SUPPLIED MATERIAL:
□ □ □ □

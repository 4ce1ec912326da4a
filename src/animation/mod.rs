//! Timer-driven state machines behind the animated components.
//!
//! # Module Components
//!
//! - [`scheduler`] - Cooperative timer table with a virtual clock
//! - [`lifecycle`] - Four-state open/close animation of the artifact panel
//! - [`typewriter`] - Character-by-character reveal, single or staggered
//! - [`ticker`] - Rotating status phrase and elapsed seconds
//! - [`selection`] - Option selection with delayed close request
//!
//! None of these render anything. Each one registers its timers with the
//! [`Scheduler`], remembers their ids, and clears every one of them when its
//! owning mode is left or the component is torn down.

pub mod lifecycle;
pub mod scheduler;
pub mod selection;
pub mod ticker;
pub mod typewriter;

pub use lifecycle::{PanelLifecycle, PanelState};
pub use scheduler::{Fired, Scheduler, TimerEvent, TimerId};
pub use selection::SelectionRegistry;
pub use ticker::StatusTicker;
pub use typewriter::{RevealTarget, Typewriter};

□ □ □ □

WHAT YOU HAVE TO DO:
Copy out every line above where "with" is present.

PROBLEM SOLUTION:
//! - [`scheduler`] - Cooperative timer table with a virtual clock
//! - [`selection`] - Option selection with delayed close request
//! None of these render anything. Each one registers its timers with the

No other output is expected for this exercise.